■ Required work:
From the entries below, transcribe exactly the lines between the line holding "previous/next buttons lead." and the line holding "current page's links.", inclusive; skip all other lines.

Source records:
Content starts
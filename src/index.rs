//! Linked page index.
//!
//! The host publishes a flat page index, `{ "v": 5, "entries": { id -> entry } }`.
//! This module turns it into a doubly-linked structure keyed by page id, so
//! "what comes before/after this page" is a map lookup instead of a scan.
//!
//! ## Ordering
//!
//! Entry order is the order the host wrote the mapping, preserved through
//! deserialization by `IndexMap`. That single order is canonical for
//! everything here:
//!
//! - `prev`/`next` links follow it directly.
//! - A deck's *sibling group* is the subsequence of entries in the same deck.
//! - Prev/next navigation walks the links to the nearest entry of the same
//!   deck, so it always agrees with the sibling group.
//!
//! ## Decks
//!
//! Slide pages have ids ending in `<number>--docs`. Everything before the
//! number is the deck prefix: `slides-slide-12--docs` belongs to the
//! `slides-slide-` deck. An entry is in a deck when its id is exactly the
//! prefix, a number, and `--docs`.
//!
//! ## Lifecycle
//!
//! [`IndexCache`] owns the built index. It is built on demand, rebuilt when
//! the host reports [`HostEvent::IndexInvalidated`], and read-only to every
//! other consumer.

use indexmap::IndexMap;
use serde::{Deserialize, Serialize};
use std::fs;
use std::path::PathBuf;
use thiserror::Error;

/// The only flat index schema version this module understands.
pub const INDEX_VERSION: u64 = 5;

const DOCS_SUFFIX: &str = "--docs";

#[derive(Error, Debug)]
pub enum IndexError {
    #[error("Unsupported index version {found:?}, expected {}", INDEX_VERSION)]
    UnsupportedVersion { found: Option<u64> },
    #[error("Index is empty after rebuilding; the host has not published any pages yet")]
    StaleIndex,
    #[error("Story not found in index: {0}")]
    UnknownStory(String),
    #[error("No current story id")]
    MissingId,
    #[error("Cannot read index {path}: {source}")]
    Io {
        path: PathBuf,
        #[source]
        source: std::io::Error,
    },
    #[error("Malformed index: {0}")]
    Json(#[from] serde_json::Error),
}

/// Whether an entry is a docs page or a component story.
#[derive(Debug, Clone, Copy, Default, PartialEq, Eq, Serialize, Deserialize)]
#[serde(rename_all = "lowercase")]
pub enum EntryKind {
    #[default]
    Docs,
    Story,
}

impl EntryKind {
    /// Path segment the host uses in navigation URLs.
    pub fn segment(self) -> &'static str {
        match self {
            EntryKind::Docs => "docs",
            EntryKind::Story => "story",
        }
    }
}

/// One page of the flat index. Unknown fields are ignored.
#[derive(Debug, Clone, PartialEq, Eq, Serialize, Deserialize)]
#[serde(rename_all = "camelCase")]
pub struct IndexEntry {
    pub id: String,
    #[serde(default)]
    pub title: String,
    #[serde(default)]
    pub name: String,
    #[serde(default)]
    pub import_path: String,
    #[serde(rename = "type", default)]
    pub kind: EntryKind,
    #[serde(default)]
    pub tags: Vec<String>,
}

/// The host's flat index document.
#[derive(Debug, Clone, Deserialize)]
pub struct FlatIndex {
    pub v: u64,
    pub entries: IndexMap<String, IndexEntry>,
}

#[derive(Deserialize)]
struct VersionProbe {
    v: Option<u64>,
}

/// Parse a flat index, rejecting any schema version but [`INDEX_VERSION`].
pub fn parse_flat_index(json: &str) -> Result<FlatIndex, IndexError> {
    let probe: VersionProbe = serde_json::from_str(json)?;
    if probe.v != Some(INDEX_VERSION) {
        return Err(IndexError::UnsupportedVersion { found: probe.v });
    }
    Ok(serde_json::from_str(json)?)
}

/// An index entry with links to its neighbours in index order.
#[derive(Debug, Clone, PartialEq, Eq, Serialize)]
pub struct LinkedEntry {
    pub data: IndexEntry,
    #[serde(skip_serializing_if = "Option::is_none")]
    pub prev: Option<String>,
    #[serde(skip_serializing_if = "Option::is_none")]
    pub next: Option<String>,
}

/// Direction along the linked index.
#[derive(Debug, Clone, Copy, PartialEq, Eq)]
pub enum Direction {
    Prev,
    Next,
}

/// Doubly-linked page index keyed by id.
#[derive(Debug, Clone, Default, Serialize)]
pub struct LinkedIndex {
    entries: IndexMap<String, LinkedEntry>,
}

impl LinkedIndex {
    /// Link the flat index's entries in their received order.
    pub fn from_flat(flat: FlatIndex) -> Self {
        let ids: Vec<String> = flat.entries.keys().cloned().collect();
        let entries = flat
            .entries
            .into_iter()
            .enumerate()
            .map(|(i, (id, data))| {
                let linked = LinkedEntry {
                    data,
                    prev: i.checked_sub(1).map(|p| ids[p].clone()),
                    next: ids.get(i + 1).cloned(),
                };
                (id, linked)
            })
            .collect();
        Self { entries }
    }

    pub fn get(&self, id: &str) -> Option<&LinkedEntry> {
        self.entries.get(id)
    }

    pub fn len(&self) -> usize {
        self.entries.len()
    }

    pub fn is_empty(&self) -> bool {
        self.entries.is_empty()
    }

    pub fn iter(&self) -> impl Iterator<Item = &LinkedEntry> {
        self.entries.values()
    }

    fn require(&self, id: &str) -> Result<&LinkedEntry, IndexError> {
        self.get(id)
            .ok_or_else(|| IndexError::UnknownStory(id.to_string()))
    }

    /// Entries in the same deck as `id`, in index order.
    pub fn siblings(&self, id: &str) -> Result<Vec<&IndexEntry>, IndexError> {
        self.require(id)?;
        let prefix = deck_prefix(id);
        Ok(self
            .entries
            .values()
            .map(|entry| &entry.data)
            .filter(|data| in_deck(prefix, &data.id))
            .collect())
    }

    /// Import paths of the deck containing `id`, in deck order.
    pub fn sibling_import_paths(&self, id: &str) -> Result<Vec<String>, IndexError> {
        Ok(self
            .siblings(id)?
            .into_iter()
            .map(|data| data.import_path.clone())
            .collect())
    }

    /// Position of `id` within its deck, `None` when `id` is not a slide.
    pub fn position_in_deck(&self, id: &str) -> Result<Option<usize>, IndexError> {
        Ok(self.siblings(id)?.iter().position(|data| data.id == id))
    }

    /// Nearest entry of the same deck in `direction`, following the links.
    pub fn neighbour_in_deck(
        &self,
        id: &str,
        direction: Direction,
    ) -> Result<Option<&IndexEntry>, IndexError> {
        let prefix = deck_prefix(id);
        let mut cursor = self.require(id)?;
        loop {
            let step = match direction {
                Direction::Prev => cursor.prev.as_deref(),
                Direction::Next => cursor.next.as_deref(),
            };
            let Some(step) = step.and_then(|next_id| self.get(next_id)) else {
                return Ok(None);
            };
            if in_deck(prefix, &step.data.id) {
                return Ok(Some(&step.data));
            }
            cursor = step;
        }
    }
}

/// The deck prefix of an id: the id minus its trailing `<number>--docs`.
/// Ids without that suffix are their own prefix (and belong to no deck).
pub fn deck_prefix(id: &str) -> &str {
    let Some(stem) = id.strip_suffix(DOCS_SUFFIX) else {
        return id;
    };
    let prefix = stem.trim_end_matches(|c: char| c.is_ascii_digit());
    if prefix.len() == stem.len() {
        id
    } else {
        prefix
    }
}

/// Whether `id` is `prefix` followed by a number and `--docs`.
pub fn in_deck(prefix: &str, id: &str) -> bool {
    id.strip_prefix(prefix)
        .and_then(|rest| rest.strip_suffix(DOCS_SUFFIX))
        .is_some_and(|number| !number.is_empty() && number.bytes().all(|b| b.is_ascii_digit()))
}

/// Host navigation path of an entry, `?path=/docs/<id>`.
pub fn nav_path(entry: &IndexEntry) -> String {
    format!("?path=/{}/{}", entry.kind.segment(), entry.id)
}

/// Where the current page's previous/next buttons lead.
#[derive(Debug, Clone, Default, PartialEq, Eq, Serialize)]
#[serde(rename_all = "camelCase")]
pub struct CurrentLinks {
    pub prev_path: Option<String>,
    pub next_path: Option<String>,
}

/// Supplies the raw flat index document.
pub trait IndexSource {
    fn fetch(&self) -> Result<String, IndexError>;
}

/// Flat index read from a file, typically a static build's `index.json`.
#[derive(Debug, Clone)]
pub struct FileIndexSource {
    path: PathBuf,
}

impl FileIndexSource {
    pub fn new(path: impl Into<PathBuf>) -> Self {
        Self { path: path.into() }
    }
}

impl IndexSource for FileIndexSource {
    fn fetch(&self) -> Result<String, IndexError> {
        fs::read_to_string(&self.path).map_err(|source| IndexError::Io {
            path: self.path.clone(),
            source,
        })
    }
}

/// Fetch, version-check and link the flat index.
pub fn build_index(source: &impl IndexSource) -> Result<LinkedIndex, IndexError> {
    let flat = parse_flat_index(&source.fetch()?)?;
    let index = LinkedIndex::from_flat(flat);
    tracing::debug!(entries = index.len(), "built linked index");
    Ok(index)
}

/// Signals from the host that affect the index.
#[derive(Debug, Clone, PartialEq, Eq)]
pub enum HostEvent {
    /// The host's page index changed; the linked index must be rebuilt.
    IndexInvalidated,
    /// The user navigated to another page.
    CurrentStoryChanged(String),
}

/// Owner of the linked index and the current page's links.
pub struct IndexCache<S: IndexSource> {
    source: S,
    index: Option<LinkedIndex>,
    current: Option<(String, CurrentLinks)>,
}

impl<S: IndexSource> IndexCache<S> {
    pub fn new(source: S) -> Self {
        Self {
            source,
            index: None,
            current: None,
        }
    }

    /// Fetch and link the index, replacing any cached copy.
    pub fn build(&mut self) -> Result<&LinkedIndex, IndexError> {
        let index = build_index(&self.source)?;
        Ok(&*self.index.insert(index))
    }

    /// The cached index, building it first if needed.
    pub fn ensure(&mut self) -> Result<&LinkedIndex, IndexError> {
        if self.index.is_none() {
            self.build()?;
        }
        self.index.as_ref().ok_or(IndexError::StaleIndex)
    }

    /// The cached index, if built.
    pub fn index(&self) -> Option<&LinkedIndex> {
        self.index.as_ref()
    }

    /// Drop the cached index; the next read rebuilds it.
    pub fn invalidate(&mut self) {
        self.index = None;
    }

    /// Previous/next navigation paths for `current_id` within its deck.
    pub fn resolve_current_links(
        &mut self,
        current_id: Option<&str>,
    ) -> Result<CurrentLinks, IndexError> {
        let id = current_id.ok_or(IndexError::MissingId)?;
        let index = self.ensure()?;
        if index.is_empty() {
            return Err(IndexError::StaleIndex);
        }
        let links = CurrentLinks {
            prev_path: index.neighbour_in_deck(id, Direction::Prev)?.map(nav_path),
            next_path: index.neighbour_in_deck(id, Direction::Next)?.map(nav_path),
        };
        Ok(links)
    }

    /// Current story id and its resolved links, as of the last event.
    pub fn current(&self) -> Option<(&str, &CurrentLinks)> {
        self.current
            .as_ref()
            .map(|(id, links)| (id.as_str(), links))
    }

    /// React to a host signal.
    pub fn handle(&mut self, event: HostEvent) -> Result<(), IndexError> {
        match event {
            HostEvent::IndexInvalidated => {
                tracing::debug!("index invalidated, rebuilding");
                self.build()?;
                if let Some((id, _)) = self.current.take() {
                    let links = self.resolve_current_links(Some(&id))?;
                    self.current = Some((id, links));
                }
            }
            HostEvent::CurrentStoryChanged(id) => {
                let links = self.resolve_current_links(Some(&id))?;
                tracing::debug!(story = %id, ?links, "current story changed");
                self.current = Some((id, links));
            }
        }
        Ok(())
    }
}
Content ends
■ Answer to this problem:
/// Where the current page's previous/next buttons lead.
#[derive(Debug, Clone, Default, PartialEq, Eq, Serialize)]
#[serde(rename_all = "camelCase")]
pub struct CurrentLinks {
    pub prev_path: Option<String>,
    pub next_path: Option<String>,
}

/// Supplies the raw flat index document.
pub trait IndexSource {
    fn fetch(&self) -> Result<String, IndexError>;
}

/// Flat index read from a file, typically a static build's `index.json`.
#[derive(Debug, Clone)]
pub struct FileIndexSource {
    path: PathBuf,
}

impl FileIndexSource {
    pub fn new(path: impl Into<PathBuf>) -> Self {
        Self { path: path.into() }
    }
}

impl IndexSource for FileIndexSource {
    fn fetch(&self) -> Result<String, IndexError> {
        fs::read_to_string(&self.path).map_err(|source| IndexError::Io {
            path: self.path.clone(),
            source,
        })
    }
}

/// Fetch, version-check and link the flat index.
pub fn build_index(source: &impl IndexSource) -> Result<LinkedIndex, IndexError> {
    let flat = parse_flat_index(&source.fetch()?)?;
    let index = LinkedIndex::from_flat(flat);
    tracing::debug!(entries = index.len(), "built linked index");
    Ok(index)
}

/// Signals from the host that affect the index.
#[derive(Debug, Clone, PartialEq, Eq)]
pub enum HostEvent {
    /// The host's page index changed; the linked index must be rebuilt.
    IndexInvalidated,
    /// The user navigated to another page.
    CurrentStoryChanged(String),
}

/// Owner of the linked index and the current page's links.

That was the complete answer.